### Work order
Copy every line of the listing that holds the string "listener".

### Source information
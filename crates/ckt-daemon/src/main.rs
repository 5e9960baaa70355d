//! ckt-daemon entry point.
//!
//! Thin: resolves flags and config, builds the asset cache and shared state,
//! starts the background tasks and serves the router. Handlers live in
//! `routes.rs`, page assembly in `pages.rs`.

use std::{sync::Arc, time::Duration};

use anyhow::Context;
use clap::{value_parser, Arg, ArgAction, ArgMatches, Command};
use tower_http::trace::{DefaultMakeSpan, DefaultOnResponse, TraceLayer};
use tracing::{info, warn, Level};

use ckt_assets::{spawn_refresher, AssetCache, CommandBuilder, DiskFs, Toolchain};
use ckt_config::flags::{env_file_path, FlagKind, FlagSpec, ServerFlags, SERVER_FLAGS};
use ckt_config::keys::resolve_payment_keys;
use ckt_config::{
    load_layered_yaml, report_unused_keys, LoadedConfig, ServerSettings, UnusedKeyPolicy,
    WritePolicySetting,
};
use ckt_daemon::{pages, routes, state};
use ckt_orders::{OrderStore, WritePolicy};
use ckt_provider::{PaymentProvider, StripeProvider};

#[tokio::main]
async fn main() -> anyhow::Result<()> {
    let matches = command().get_matches();
    let cli = |spec: &FlagSpec| cli_value(&matches, spec);
    let env = |name: &str| std::env::var(name).ok();

    // The env file must be in place before any other flag is resolved.
    let env_file = env_file_path(cli, env).map(|path| {
        let loaded = dotenvy::from_filename(&path).is_ok();
        (path, loaded)
    });

    init_tracing();
    if let Some((path, loaded)) = &env_file {
        info!(%path, loaded, "environment file");
    }

    let flags = ServerFlags::resolve(cli, env).context("resolving flags")?;
    info!(?flags, "flags resolved");

    let layers: Vec<&str> = flags.config_paths.iter().map(String::as_str).collect();
    let loaded = if layers.is_empty() {
        LoadedConfig::empty()?
    } else {
        load_layered_yaml(&layers)?
    };
    info!(config_hash = %loaded.config_hash, layers = layers.len(), "config loaded");

    let unused = report_unused_keys(&loaded.config_json, UnusedKeyPolicy::Warn)?;
    for ptr in &unused.unused_leaf_pointers {
        warn!(leaf = %ptr, "config key is not used by the server");
    }

    let settings = ServerSettings::from_config_json(&loaded.config_json)?;
    let keys = resolve_payment_keys(&flags)?;
    info!(mode = keys.mode.as_str(), "payment keys resolved");

    let provider: Arc<dyn PaymentProvider> = Arc::new(StripeProvider::new_with_base_url(
        keys.secret_key.clone(),
        settings.payment_api_base.clone(),
    ));

    let builder = CommandBuilder::new(
        Toolchain::new(settings.toolchain_standard.clone(), settings.toolchain_env.clone()),
        Toolchain::new(settings.toolchain_alt.clone(), settings.toolchain_env.clone()),
    );
    let mut cache = AssetCache::new(Arc::new(builder), Arc::new(DiskFs), keys.publishable_key.clone());
    let page_ids = pages::seed(&mut cache, &settings);
    let cache = Arc::new(cache);

    let orders = OrderStore::new(settings.orders_dir.clone(), write_policy(settings.orders_write_policy));
    let shared = Arc::new(state::AppState::new(
        Arc::clone(&cache),
        page_ids,
        orders,
        provider,
        settings.payment_currency.clone(),
    ));

    spawn_refresher(
        cache,
        settings.refresh_interval,
        state::refresh_reporter(shared.bus.clone()),
    );
    state::spawn_heartbeat(shared.bus.clone(), Duration::from_secs(15));

    let app = routes::build_router(Arc::clone(&shared)).layer(
        TraceLayer::new_for_http()
            .make_span_with(DefaultMakeSpan::new().level(Level::INFO))
            .on_response(DefaultOnResponse::new().level(Level::INFO)),
    );

    let addr = format!("{}:{}", settings.bind, flags.web_port);
    let listener = tokio::net::TcpListener::bind(&addr)
        .await
        .with_context(|| format!("binding {addr}"))?;
    info!("ckt-daemon listening on http://{}", addr);

    axum::serve(listener, app)
        .with_graceful_shutdown(shutdown_signal())
        .await
        .context("server crashed")?;

    Ok(())
}

/// clap command generated from the flag table.
fn command() -> Command {
    let base = Command::new("ckt-daemon")
        .version(env!("CARGO_PKG_VERSION"))
        .about("checkout server: pages, payment intents and verified orders");

    SERVER_FLAGS.iter().fold(base, |cmd, spec| {
        let arg = Arg::new(spec.name)
            .long(spec.name)
            .short(spec.short)
            .help(spec.help())
            .value_parser(value_parser!(String))
            .action(ArgAction::Set);
        let arg = match spec.kind {
            // `--teststripekey` alone means true.
            FlagKind::Bool => arg.num_args(0..=1).default_missing_value("true"),
            FlagKind::Str | FlagKind::Int => arg.num_args(1),
        };
        cmd.arg(arg)
    })
}

fn cli_value(matches: &ArgMatches, spec: &FlagSpec) -> Option<String> {
    matches.get_one::<String>(spec.name).cloned()
}

fn init_tracing() {
    tracing_subscriber::fmt()
        .with_env_filter(
            tracing_subscriber::EnvFilter::try_from_default_env().unwrap_or_else(|_| "info".into()),
        )
        .init();
}

fn write_policy(s: WritePolicySetting) -> WritePolicy {
    match s {
        WritePolicySetting::Overwrite => WritePolicy::Overwrite,
        WritePolicySetting::RejectExisting => WritePolicy::RejectExisting,
    }
}

async fn shutdown_signal() {
    if let Err(e) = tokio::signal::ctrl_c().await {
        warn!(error = %e, "ctrl-c handler failed; serving until killed");
        std::future::pending::<()>().await;
    }
    info!("shutdown requested");
}
//! ckt-cart
//!
//! Client-resident cart. An ordered list of line items, persisted to
//! client-local storage after every mutation.
//!
//! # Merge rules
//! A line id is pipe-delimited; its first segment is the **category**.
//! Adding an item whose category is already in the cart:
//! - `shipping-to`: replaces that line wholesale (quantity forced to 1)
//! - anything else: accumulates quantity and amount into that line
//!
//! So at most one shipping line exists at any time.
//!
//! # Checkout eligibility
//! Enabled iff the cart has more than one line **and** one of them is the
//! shipping line.

mod storage;

use serde::{Deserialize, Serialize};
use tracing::warn;

pub use storage::{ClientStorage, MemoryStorage, StorageError};

/// Storage key of the serialized cart.
pub const CART_STORAGE_KEY: &str = "cartItems";

/// Category of the singleton shipping line.
pub const SHIPPING_CATEGORY: &str = "shipping-to";

// ---------------------------------------------------------------------------
// Types
// ---------------------------------------------------------------------------

#[derive(Debug, Clone, PartialEq, Eq, Serialize, Deserialize)]
pub struct CartItem {
    pub id: String,
    /// Line total in cents (unit price * quantity).
    pub amount: i64,
    pub quantity: i64,
}

impl CartItem {
    pub fn category(&self) -> &str {
        category_of(&self.id)
    }

    pub fn is_shipping(&self) -> bool {
        self.category() == SHIPPING_CATEGORY
    }
}

/// First `|`-separated segment of a line id.
pub fn category_of(id: &str) -> &str {
    id.split('|').next().unwrap_or(id)
}

/// Address fields collected by the shipping form.
#[derive(Debug, Clone, Default, PartialEq, Eq)]
pub struct ShippingInfo {
    pub name: String,
    pub address: String,
    pub city: String,
    pub state: String,
    pub zip: String,
    pub country: String,
    pub phone: String,
}

impl ShippingInfo {
    /// `shipping-to|name|address|city|state|zip|country|phone`
    pub fn line_id(&self) -> String {
        [
            SHIPPING_CATEGORY,
            self.name.as_str(),
            self.address.as_str(),
            self.city.as_str(),
            self.state.as_str(),
            self.zip.as_str(),
            self.country.as_str(),
            self.phone.as_str(),
        ]
        .join("|")
    }
}

/// One rendered cart row.
#[derive(Debug, Clone, PartialEq, Eq)]
pub struct CartRow {
    pub id: String,
    /// Display lines; shipping rows spread the address over several.
    pub label: Vec<String>,
    pub price: String,
    /// `None` when the quantity is not user-editable (shipping).
    pub quantity: Option<i64>,
}

#[derive(Debug, Clone, PartialEq, Eq)]
pub struct CartView {
    pub rows: Vec<CartRow>,
    pub total_cents: i64,
    pub total_label: String,
    pub checkout_enabled: bool,
}

/// `1234` -> `$12.34`
pub fn format_cents(cents: i64) -> String {
    let sign = if cents < 0 { "-" } else { "" };
    let abs = cents.unsigned_abs();
    format!("{sign}${}.{:02}", abs / 100, abs % 100)
}

/// Decimal dollars from a form field to cents, truncating.
fn dollars_to_cents(price: f64) -> i64 {
    if price.is_finite() {
        (price * 100.0) as i64
    } else {
        0
    }
}

fn parse_quantity(raw: Option<&str>) -> i64 {
    match raw.map(str::trim).and_then(|s| s.parse::<i64>().ok()) {
        Some(q) if q >= 1 => q,
        _ => 1,
    }
}

// ---------------------------------------------------------------------------
// Store
// ---------------------------------------------------------------------------

#[derive(Debug)]
pub struct CartStore<S: ClientStorage> {
    storage: S,
    items: Vec<CartItem>,
}

impl<S: ClientStorage> CartStore<S> {
    /// Restore the cart from storage. Missing or malformed data yields an
    /// empty cart.
    pub fn load(storage: S) -> Self {
        let mut store = Self {
            storage,
            items: Vec::new(),
        };
        store.reload();
        store
    }

    pub fn reload(&mut self) {
        self.items = match self.storage.get_item(CART_STORAGE_KEY) {
            None => Vec::new(),
            Some(raw) => match serde_json::from_str::<Option<Vec<CartItem>>>(&raw) {
                Ok(items) => items.unwrap_or_default(),
                Err(e) => {
                    warn!(error = %e, "stored cart is malformed; starting empty");
                    Vec::new()
                }
            },
        };
    }

    pub fn storage(&self) -> &S {
        &self.storage
    }

    pub fn items(&self) -> &[CartItem] {
        &self.items
    }

    pub fn len(&self) -> usize {
        self.items.len()
    }

    pub fn is_empty(&self) -> bool {
        self.items.is_empty()
    }

    pub fn total_cents(&self) -> i64 {
        self.items.iter().fold(0i64, |acc, i| acc.saturating_add(i.amount))
    }

    pub fn has_shipping(&self) -> bool {
        self.items.iter().any(CartItem::is_shipping)
    }

    pub fn checkout_enabled(&self) -> bool {
        self.items.len() > 1 && self.has_shipping()
    }

    fn persist(&self) {
        let json = match serde_json::to_string(&self.items) {
            Ok(j) => j,
            Err(e) => {
                warn!(error = %e, "cart serialization failed");
                return;
            }
        };
        if let Err(e) = self.storage.set_item(CART_STORAGE_KEY, &json) {
            warn!(error = %e, "cart not persisted");
        }
    }

    // -----------------------------------------------------------------
    // Mutations
    // -----------------------------------------------------------------

    /// Add `quantity` units at `unit_price_cents` each. Quantities below 1
    /// are treated as 1.
    pub fn add(&mut self, id: &str, unit_price_cents: i64, quantity: i64) {
        let quantity = quantity.max(1);
        let amount = unit_price_cents.saturating_mul(quantity);
        let category = category_of(id);

        match self.items.iter_mut().find(|i| i.category() == category) {
            Some(line) if category == SHIPPING_CATEGORY => {
                line.id = id.to_string();
                line.quantity = 1;
                line.amount = amount;
            }
            Some(line) => {
                line.quantity = line.quantity.saturating_add(quantity);
                line.amount = line.amount.saturating_add(amount);
            }
            None => self.items.push(CartItem {
                id: id.to_string(),
                amount,
                quantity,
            }),
        }
        self.persist();
    }

    /// Add from page inputs: price in dollars, quantity as typed. A missing or
    /// unparsable quantity (or one below 1) counts as 1.
    pub fn add_from_input(&mut self, id: &str, unit_price_dollars: f64, quantity_input: Option<&str>) {
        let quantity = parse_quantity(quantity_input);
        self.add(id, dollars_to_cents(unit_price_dollars), quantity);
    }

    /// Set the shipping line. An unparsable price is treated as 0.
    pub fn add_shipping(&mut self, info: &ShippingInfo, price_input: &str) {
        let price = match price_input.trim().parse::<f64>() {
            Ok(p) => p,
            Err(_) => {
                warn!(input = %price_input, "shipping price unparsable; using 0");
                0.0
            }
        };
        self.add(&info.line_id(), dollars_to_cents(price), 1);
    }

    /// Change the quantity of the line with exactly `id`.
    ///
    /// The unit price is recovered as `amount / quantity` with integer
    /// division, so a line whose amount is not a multiple of its quantity
    /// loses the remainder.
    pub fn update_quantity(&mut self, id: &str, new_quantity: i64) {
        let new_quantity = new_quantity.max(1);
        if let Some(line) = self.items.iter_mut().find(|i| i.id == id) {
            let unit = if line.quantity > 0 {
                line.amount / line.quantity
            } else {
                line.amount
            };
            line.quantity = new_quantity;
            line.amount = unit.saturating_mul(new_quantity);
        }
        self.persist();
    }

    pub fn update_quantity_input(&mut self, id: &str, raw: &str) {
        if raw.trim().parse::<i64>().is_err() {
            warn!(input = %raw, "quantity unparsable; using 1");
        }
        self.update_quantity(id, parse_quantity(Some(raw)));
    }

    pub fn remove(&mut self, id: &str) {
        self.items.retain(|i| i.id != id);
        self.persist();
    }

    /// Drop every line and delete the persisted cart record.
    pub fn empty(&mut self) {
        self.items.clear();
        self.storage.remove_item(CART_STORAGE_KEY);
    }

    /// Drop every line and wipe all client-local storage.
    pub fn clear_all(&mut self) {
        self.items.clear();
        self.storage.clear();
    }

    // -----------------------------------------------------------------
    // Display
    // -----------------------------------------------------------------

    pub fn view(&self) -> CartView {
        let rows = self
            .items
            .iter()
            .map(|item| {
                let parts: Vec<&str> = item.id.split('|').collect();
                let (label, quantity) = if item.is_shipping() && parts.len() >= 8 {
                    (
                        vec![
                            format!("{}:", parts[0]),
                            parts[1].to_string(),
                            parts[2].to_string(),
                            format!("{}, {} {}", parts[3], parts[4], parts[5]),
                            parts[6].to_string(),
                            parts[7].to_string(),
                        ],
                        None,
                    )
                } else {
                    (vec![item.id.clone()], Some(item.quantity))
                };
                CartRow {
                    id: item.id.clone(),
                    label,
                    price: format_cents(item.amount),
                    quantity,
                }
            })
            .collect();

        let total = self.total_cents();
        CartView {
            rows,
            total_cents: total,
            total_label: format!("Total: {}", format_cents(total)),
            checkout_enabled: self.checkout_enabled(),
        }
    }
}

### Response box
    let listener = tokio::net::TcpListener::bind(&addr)
    axum::serve(listener, app)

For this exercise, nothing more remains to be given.